▸ ACTION ITEM
Could each record be written out again exactly as it stands?

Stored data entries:
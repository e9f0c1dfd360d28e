// Copyright (c) Facebook, Inc. and its affiliates.
//
// This source code is licensed under the MIT license found in the
// LICENSE file in the root directory of this source tree.
//
use log_derive::*;
use serde::{Deserialize, Serialize};
use std::collections::hash_map::DefaultHasher;
use std::fmt::{Debug, Display, Formatter, Result};
use std::hash::{Hash, Hasher};
use std::rc::Rc;

/// A location that a value set tracks: a root plus a chain of member and index selectors.
/// Equality is structural. The hash is computed once, when the path is built, since paths
/// are keys of every value map and are hashed again on each join.
#[derive(Serialize, Deserialize, Clone, Eq, Ord, PartialOrd)]
pub struct Path {
    pub value: PathEnum,
    hash: u64,
}

impl Debug for Path {
    fn fmt(&self, f: &mut Formatter<'_>) -> Result {
        Debug::fmt(&self.value, f)
    }
}

impl Display for Path {
    fn fmt(&self, f: &mut Formatter<'_>) -> Result {
        Debug::fmt(&self.value, f)
    }
}

impl Hash for Path {
    fn hash<H: Hasher>(&self, state: &mut H) {
        state.write_u64(self.hash);
    }
}

impl PartialEq for Path {
    fn eq(&self, other: &Path) -> bool {
        self.hash == other.hash && self.value == other.value
    }
}

impl From<PathEnum> for Path {
    #[logfn_inputs(TRACE)]
    fn from(value: PathEnum) -> Self {
        let mut hasher = DefaultHasher::new();
        value.hash(&mut hasher);
        Path {
            value,
            hash: hasher.finish(),
        }
    }
}

/// A path identifies a tracked location: a root object followed by the member and
/// element selections that lead from it to a sub-object.
#[derive(Serialize, Deserialize, Clone, Eq, PartialEq, Hash, Ord, PartialOrd)]
pub enum PathEnum {
    /// A named program variable.
    Variable { name: Rc<str> },

    /// The heap objects allocated at a particular allocation site.
    DynamicObject { instance: usize },

    /// The location that receives the operand of a return statement.
    ReturnValue,

    /// The temporary used to pass the actual argument with this ordinal.
    DummyArgument { ordinal: usize },

    /// The qualifier denotes some struct, union or array.
    /// The selector denotes a member or an element.
    QualifiedPath {
        length: usize,
        qualifier: Rc<Path>,
        selector: Rc<PathSelector>,
    },
}

impl Debug for PathEnum {
    fn fmt(&self, f: &mut Formatter<'_>) -> Result {
        match self {
            PathEnum::Variable { name } => f.write_str(name),
            PathEnum::DynamicObject { instance } => {
                f.write_fmt(format_args!("value_set::dynamic_object{}", instance))
            }
            PathEnum::ReturnValue => f.write_str("RETURN_VALUE"),
            PathEnum::DummyArgument { ordinal } => {
                f.write_fmt(format_args!("value_set::dummy_arg_{}", ordinal))
            }
            PathEnum::QualifiedPath {
                qualifier,
                selector,
                ..
            } => f.write_fmt(format_args!("{:?}{:?}", qualifier, selector)),
        }
    }
}

impl Path {
    pub fn new_variable(name: Rc<str>) -> Rc<Path> {
        Rc::new(PathEnum::Variable { name }.into())
    }

    pub fn new_dynamic_object(instance: usize) -> Rc<Path> {
        Rc::new(PathEnum::DynamicObject { instance }.into())
    }

    pub fn new_return_value() -> Rc<Path> {
        Rc::new(PathEnum::ReturnValue.into())
    }

    pub fn new_dummy_argument(ordinal: usize) -> Rc<Path> {
        Rc::new(PathEnum::DummyArgument { ordinal }.into())
    }

    pub fn new_field(qualifier: Rc<Path>, name: Rc<str>) -> Rc<Path> {
        Path::new_qualified(qualifier, Rc::new(PathSelector::Field(name)))
    }

    pub fn new_index(qualifier: Rc<Path>) -> Rc<Path> {
        Path::new_qualified(qualifier, Rc::new(PathSelector::Index))
    }

    /// Returns a new path qualifier.selector.
    #[logfn_inputs(TRACE)]
    pub fn new_qualified(qualifier: Rc<Path>, selector: Rc<PathSelector>) -> Rc<Path> {
        let length = qualifier.path_length() + 1;
        Rc::new(
            PathEnum::QualifiedPath {
                length,
                qualifier,
                selector,
            }
            .into(),
        )
    }

    /// Returns a qualified path of the form root.selectors[0].selectors[1]...
    #[logfn_inputs(TRACE)]
    pub fn add_selectors(root: &Rc<Path>, selectors: &[Rc<PathSelector>]) -> Rc<Path> {
        let mut result = root.clone();
        for selector in selectors.iter() {
            result = Path::new_qualified(result, selector.clone());
        }
        result
    }

    /// The number of selectors plus one.
    pub fn path_length(&self) -> usize {
        match &self.value {
            PathEnum::QualifiedPath { length, .. } => *length,
            _ => 1,
        }
    }

    /// Returns the unqualified path at the root of this path.
    pub fn root(self: &Rc<Path>) -> Rc<Path> {
        match &self.value {
            PathEnum::QualifiedPath { qualifier, .. } => qualifier.root(),
            _ => self.clone(),
        }
    }

    /// True if the path is rooted by a dynamic object or by the return value.
    /// Entries for such paths record heap and data flow facts that a join must never drop.
    pub fn is_always_retained(&self) -> bool {
        match &self.value {
            PathEnum::DynamicObject { .. } | PathEnum::ReturnValue => true,
            PathEnum::QualifiedPath { qualifier, .. } => qualifier.is_always_retained(),
            _ => false,
        }
    }
}

/// The selector denotes a member or an element of the qualifier.
#[derive(Serialize, Deserialize, Clone, Eq, PartialEq, Hash, Ord, PartialOrd)]
pub enum PathSelector {
    /// Select the struct or union member with the given name.
    Field(Rc<str>),

    /// Select an element of an array. Elements are not distinguished, so one index
    /// selector stands for all of them.
    Index,
}

impl Debug for PathSelector {
    fn fmt(&self, f: &mut Formatter<'_>) -> Result {
        match self {
            PathSelector::Field(name) => f.write_fmt(format_args!(".{}", name)),
            PathSelector::Index => f.write_str("[]"),
        }
    }
}

impl PathSelector {
    /// Returns a selector list that has this selector in front of suffix.
    pub fn prepend_to(self, suffix: &[Rc<PathSelector>]) -> Vec<Rc<PathSelector>> {
        let mut result = Vec::with_capacity(suffix.len() + 1);
        result.push(Rc::new(self));
        result.extend(suffix.iter().cloned());
        result
    }
}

▸ RESPONSE FOR THIS EXERCISE
repository e9f0c1dfd360d28e
// Copyright (c) Facebook, Inc. and its affiliates.
//
// This source code is licensed under the MIT license found in the
// LICENSE file in the root directory of this source tree.
//
use log_derive::*;
use serde::{Deserialize, Serialize};
use std::collections::hash_map::DefaultHasher;
use std::fmt::{Debug, Display, Formatter, Result};
use std::hash::{Hash, Hasher};
use std::rc::Rc;

/// A location that a value set tracks: a root plus a chain of member and index selectors.
/// Equality is structural. The hash is computed once, when the path is built, since paths
/// are keys of every value map and are hashed again on each join.
#[derive(Serialize, Deserialize, Clone, Eq, Ord, PartialOrd)]
pub struct Path {
    pub value: PathEnum,
    hash: u64,
}

impl Debug for Path {
    fn fmt(&self, f: &mut Formatter<'_>) -> Result {
        Debug::fmt(&self.value, f)
    }
}

impl Display for Path {
    fn fmt(&self, f: &mut Formatter<'_>) -> Result {
        Debug::fmt(&self.value, f)
    }
}

impl Hash for Path {
    fn hash<H: Hasher>(&self, state: &mut H) {
        state.write_u64(self.hash);
    }
}

impl PartialEq for Path {
    fn eq(&self, other: &Path) -> bool {
        self.hash == other.hash && self.value == other.value
    }
}

impl From<PathEnum> for Path {
    #[logfn_inputs(TRACE)]
    fn from(value: PathEnum) -> Self {
        let mut hasher = DefaultHasher::new();
        value.hash(&mut hasher);
        Path {
            value,
            hash: hasher.finish(),
        }
    }
}

/// A path identifies a tracked location: a root object followed by the member and
/// element selections that lead from it to a sub-object.
#[derive(Serialize, Deserialize, Clone, Eq, PartialEq, Hash, Ord, PartialOrd)]
pub enum PathEnum {
    /// A named program variable.
    Variable { name: Rc<str> },

    /// The heap objects allocated at a particular allocation site.
    DynamicObject { instance: usize },

    /// The location that receives the operand of a return statement.
    ReturnValue,

    /// The temporary used to pass the actual argument with this ordinal.
    DummyArgument { ordinal: usize },

    /// The qualifier denotes some struct, union or array.
    /// The selector denotes a member or an element.
    QualifiedPath {
        length: usize,
        qualifier: Rc<Path>,
        selector: Rc<PathSelector>,
    },
}

impl Debug for PathEnum {
    fn fmt(&self, f: &mut Formatter<'_>) -> Result {
        match self {
            PathEnum::Variable { name } => f.write_str(name),
            PathEnum::DynamicObject { instance } => {
                f.write_fmt(format_args!("value_set::dynamic_object{}", instance))
            }
            PathEnum::ReturnValue => f.write_str("RETURN_VALUE"),
            PathEnum::DummyArgument { ordinal } => {
                f.write_fmt(format_args!("value_set::dummy_arg_{}", ordinal))
            }
            PathEnum::QualifiedPath {
                qualifier,
                selector,
                ..
            } => f.write_fmt(format_args!("{:?}{:?}", qualifier, selector)),
        }
    }
}

impl Path {
    pub fn new_variable(name: Rc<str>) -> Rc<Path> {
        Rc::new(PathEnum::Variable { name }.into())
    }

    pub fn new_dynamic_object(instance: usize) -> Rc<Path> {
        Rc::new(PathEnum::DynamicObject { instance }.into())
    }

    pub fn new_return_value() -> Rc<Path> {
        Rc::new(PathEnum::ReturnValue.into())
    }

    pub fn new_dummy_argument(ordinal: usize) -> Rc<Path> {
        Rc::new(PathEnum::DummyArgument { ordinal }.into())
    }

    pub fn new_field(qualifier: Rc<Path>, name: Rc<str>) -> Rc<Path> {
        Path::new_qualified(qualifier, Rc::new(PathSelector::Field(name)))
    }

    pub fn new_index(qualifier: Rc<Path>) -> Rc<Path> {
        Path::new_qualified(qualifier, Rc::new(PathSelector::Index))
    }

    /// Returns a new path qualifier.selector.
    #[logfn_inputs(TRACE)]
    pub fn new_qualified(qualifier: Rc<Path>, selector: Rc<PathSelector>) -> Rc<Path> {
        let length = qualifier.path_length() + 1;
        Rc::new(
            PathEnum::QualifiedPath {
                length,
                qualifier,
                selector,
            }
            .into(),
        )
    }

    /// Returns a qualified path of the form root.selectors[0].selectors[1]...
    #[logfn_inputs(TRACE)]
    pub fn add_selectors(root: &Rc<Path>, selectors: &[Rc<PathSelector>]) -> Rc<Path> {
        let mut result = root.clone();
        for selector in selectors.iter() {
            result = Path::new_qualified(result, selector.clone());
        }
        result
    }

    /// The number of selectors plus one.
    pub fn path_length(&self) -> usize {
        match &self.value {
            PathEnum::QualifiedPath { length, .. } => *length,
            _ => 1,
        }
    }

    /// Returns the unqualified path at the root of this path.
    pub fn root(self: &Rc<Path>) -> Rc<Path> {
        match &self.value {
            PathEnum::QualifiedPath { qualifier, .. } => qualifier.root(),
            _ => self.clone(),
        }
    }

    /// True if the path is rooted by a dynamic object or by the return value.
    /// Entries for such paths record heap and data flow facts that a join must never drop.
    pub fn is_always_retained(&self) -> bool {
        match &self.value {
            PathEnum::DynamicObject { .. } | PathEnum::ReturnValue => true,
            PathEnum::QualifiedPath { qualifier, .. } => qualifier.is_always_retained(),
            _ => false,
        }
    }
}

/// The selector denotes a member or an element of the qualifier.
#[derive(Serialize, Deserialize, Clone, Eq, PartialEq, Hash, Ord, PartialOrd)]
pub enum PathSelector {
    /// Select the struct or union member with the given name.
    Field(Rc<str>),

    /// Select an element of an array. Elements are not distinguished, so one index
    /// selector stands for all of them.
    Index,
}

impl Debug for PathSelector {
    fn fmt(&self, f: &mut Formatter<'_>) -> Result {
        match self {
            PathSelector::Field(name) => f.write_fmt(format_args!(".{}", name)),
            PathSelector::Index => f.write_str("[]"),
        }
    }
}

impl PathSelector {
    /// Returns a selector list that has this selector in front of suffix.
    pub fn prepend_to(self, suffix: &[Rc<PathSelector>]) -> Vec<Rc<PathSelector>> {
        let mut result = Vec::with_capacity(suffix.len() + 1);
        result.push(Rc::new(self));
        result.extend(suffix.iter().cloned());
        result
    }
}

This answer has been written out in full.